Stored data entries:
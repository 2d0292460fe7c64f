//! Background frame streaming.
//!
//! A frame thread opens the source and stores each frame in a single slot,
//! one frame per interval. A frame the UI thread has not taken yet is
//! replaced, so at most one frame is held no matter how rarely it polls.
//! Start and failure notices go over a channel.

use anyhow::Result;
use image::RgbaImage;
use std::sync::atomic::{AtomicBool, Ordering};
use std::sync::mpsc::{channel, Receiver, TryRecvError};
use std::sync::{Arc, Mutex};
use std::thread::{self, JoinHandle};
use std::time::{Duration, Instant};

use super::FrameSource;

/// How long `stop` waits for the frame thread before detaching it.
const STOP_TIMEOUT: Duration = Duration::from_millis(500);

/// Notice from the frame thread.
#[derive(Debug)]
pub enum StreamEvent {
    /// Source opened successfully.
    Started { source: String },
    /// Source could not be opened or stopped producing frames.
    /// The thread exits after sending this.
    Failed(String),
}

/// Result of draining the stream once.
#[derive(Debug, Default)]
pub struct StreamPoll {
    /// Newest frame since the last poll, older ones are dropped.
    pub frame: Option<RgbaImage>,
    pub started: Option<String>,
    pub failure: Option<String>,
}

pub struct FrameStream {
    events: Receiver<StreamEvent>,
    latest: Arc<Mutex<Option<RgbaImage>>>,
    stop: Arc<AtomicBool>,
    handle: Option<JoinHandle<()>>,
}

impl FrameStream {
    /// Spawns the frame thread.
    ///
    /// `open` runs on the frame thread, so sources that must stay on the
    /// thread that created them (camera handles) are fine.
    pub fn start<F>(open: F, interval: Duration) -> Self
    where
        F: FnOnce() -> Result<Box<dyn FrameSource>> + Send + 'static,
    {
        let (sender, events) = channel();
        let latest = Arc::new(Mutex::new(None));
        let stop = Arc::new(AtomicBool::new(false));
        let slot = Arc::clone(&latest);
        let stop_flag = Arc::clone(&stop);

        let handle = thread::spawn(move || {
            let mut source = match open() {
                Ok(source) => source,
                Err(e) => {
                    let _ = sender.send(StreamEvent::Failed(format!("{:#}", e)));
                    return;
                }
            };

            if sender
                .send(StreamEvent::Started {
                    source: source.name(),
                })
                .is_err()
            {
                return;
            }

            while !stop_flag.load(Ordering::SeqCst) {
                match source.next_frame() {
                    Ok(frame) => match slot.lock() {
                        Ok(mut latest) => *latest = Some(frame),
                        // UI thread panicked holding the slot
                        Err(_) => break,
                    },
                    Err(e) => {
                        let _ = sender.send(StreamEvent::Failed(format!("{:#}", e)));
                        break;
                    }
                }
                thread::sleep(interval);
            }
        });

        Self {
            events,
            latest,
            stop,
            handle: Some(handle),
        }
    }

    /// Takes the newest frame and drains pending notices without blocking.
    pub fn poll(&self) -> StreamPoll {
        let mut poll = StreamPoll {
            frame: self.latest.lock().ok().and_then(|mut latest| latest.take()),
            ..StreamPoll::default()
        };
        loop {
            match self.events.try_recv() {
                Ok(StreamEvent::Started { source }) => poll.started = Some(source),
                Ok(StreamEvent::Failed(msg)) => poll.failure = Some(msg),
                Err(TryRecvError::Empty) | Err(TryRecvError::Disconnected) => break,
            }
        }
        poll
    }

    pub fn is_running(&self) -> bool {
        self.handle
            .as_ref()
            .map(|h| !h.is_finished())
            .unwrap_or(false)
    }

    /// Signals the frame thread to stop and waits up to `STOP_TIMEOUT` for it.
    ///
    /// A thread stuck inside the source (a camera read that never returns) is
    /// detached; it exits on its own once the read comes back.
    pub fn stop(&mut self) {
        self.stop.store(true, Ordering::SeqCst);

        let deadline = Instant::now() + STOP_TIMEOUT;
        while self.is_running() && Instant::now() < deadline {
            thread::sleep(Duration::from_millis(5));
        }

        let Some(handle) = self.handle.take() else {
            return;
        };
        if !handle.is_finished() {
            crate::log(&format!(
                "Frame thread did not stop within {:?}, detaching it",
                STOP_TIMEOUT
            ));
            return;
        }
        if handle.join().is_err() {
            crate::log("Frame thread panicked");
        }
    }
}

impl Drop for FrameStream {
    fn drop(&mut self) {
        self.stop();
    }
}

What this task involves:
Each line of the data is to be written out again exactly.

Reply:
repository 2d0292460fe7c64f
//! Background frame streaming.
//!
//! A frame thread opens the source and stores each frame in a single slot,
//! one frame per interval. A frame the UI thread has not taken yet is
//! replaced, so at most one frame is held no matter how rarely it polls.
//! Start and failure notices go over a channel.

use anyhow::Result;
use image::RgbaImage;
use std::sync::atomic::{AtomicBool, Ordering};
use std::sync::mpsc::{channel, Receiver, TryRecvError};
use std::sync::{Arc, Mutex};
use std::thread::{self, JoinHandle};
use std::time::{Duration, Instant};

use super::FrameSource;

/// How long `stop` waits for the frame thread before detaching it.
const STOP_TIMEOUT: Duration = Duration::from_millis(500);

/// Notice from the frame thread.
#[derive(Debug)]
pub enum StreamEvent {
    /// Source opened successfully.
    Started { source: String },
    /// Source could not be opened or stopped producing frames.
    /// The thread exits after sending this.
    Failed(String),
}

/// Result of draining the stream once.
#[derive(Debug, Default)]
pub struct StreamPoll {
    /// Newest frame since the last poll, older ones are dropped.
    pub frame: Option<RgbaImage>,
    pub started: Option<String>,
    pub failure: Option<String>,
}

pub struct FrameStream {
    events: Receiver<StreamEvent>,
    latest: Arc<Mutex<Option<RgbaImage>>>,
    stop: Arc<AtomicBool>,
    handle: Option<JoinHandle<()>>,
}

impl FrameStream {
    /// Spawns the frame thread.
    ///
    /// `open` runs on the frame thread, so sources that must stay on the
    /// thread that created them (camera handles) are fine.
    pub fn start<F>(open: F, interval: Duration) -> Self
    where
        F: FnOnce() -> Result<Box<dyn FrameSource>> + Send + 'static,
    {
        let (sender, events) = channel();
        let latest = Arc::new(Mutex::new(None));
        let stop = Arc::new(AtomicBool::new(false));
        let slot = Arc::clone(&latest);
        let stop_flag = Arc::clone(&stop);

        let handle = thread::spawn(move || {
            let mut source = match open() {
                Ok(source) => source,
                Err(e) => {
                    let _ = sender.send(StreamEvent::Failed(format!("{:#}", e)));
                    return;
                }
            };

            if sender
                .send(StreamEvent::Started {
                    source: source.name(),
                })
                .is_err()
            {
                return;
            }

            while !stop_flag.load(Ordering::SeqCst) {
                match source.next_frame() {
                    Ok(frame) => match slot.lock() {
                        Ok(mut latest) => *latest = Some(frame),
                        // UI thread panicked holding the slot
                        Err(_) => break,
                    },
                    Err(e) => {
                        let _ = sender.send(StreamEvent::Failed(format!("{:#}", e)));
                        break;
                    }
                }
                thread::sleep(interval);
            }
        });

        Self {
            events,
            latest,
            stop,
            handle: Some(handle),
        }
    }

    /// Takes the newest frame and drains pending notices without blocking.
    pub fn poll(&self) -> StreamPoll {
        let mut poll = StreamPoll {
            frame: self.latest.lock().ok().and_then(|mut latest| latest.take()),
            ..StreamPoll::default()
        };
        loop {
            match self.events.try_recv() {
                Ok(StreamEvent::Started { source }) => poll.started = Some(source),
                Ok(StreamEvent::Failed(msg)) => poll.failure = Some(msg),
                Err(TryRecvError::Empty) | Err(TryRecvError::Disconnected) => break,
            }
        }
        poll
    }

    pub fn is_running(&self) -> bool {
        self.handle
            .as_ref()
            .map(|h| !h.is_finished())
            .unwrap_or(false)
    }

    /// Signals the frame thread to stop and waits up to `STOP_TIMEOUT` for it.
    ///
    /// A thread stuck inside the source (a camera read that never returns) is
    /// detached; it exits on its own once the read comes back.
    pub fn stop(&mut self) {
        self.stop.store(true, Ordering::SeqCst);

        let deadline = Instant::now() + STOP_TIMEOUT;
        while self.is_running() && Instant::now() < deadline {
            thread::sleep(Duration::from_millis(5));
        }

        let Some(handle) = self.handle.take() else {
            return;
        };
        if !handle.is_finished() {
            crate::log(&format!(
                "Frame thread did not stop within {:?}, detaching it",
                STOP_TIMEOUT
            ));
            return;
        }
        if handle.join().is_err() {
            crate::log("Frame thread panicked");
        }
    }
}

impl Drop for FrameStream {
    fn drop(&mut self) {
        self.stop();
    }
}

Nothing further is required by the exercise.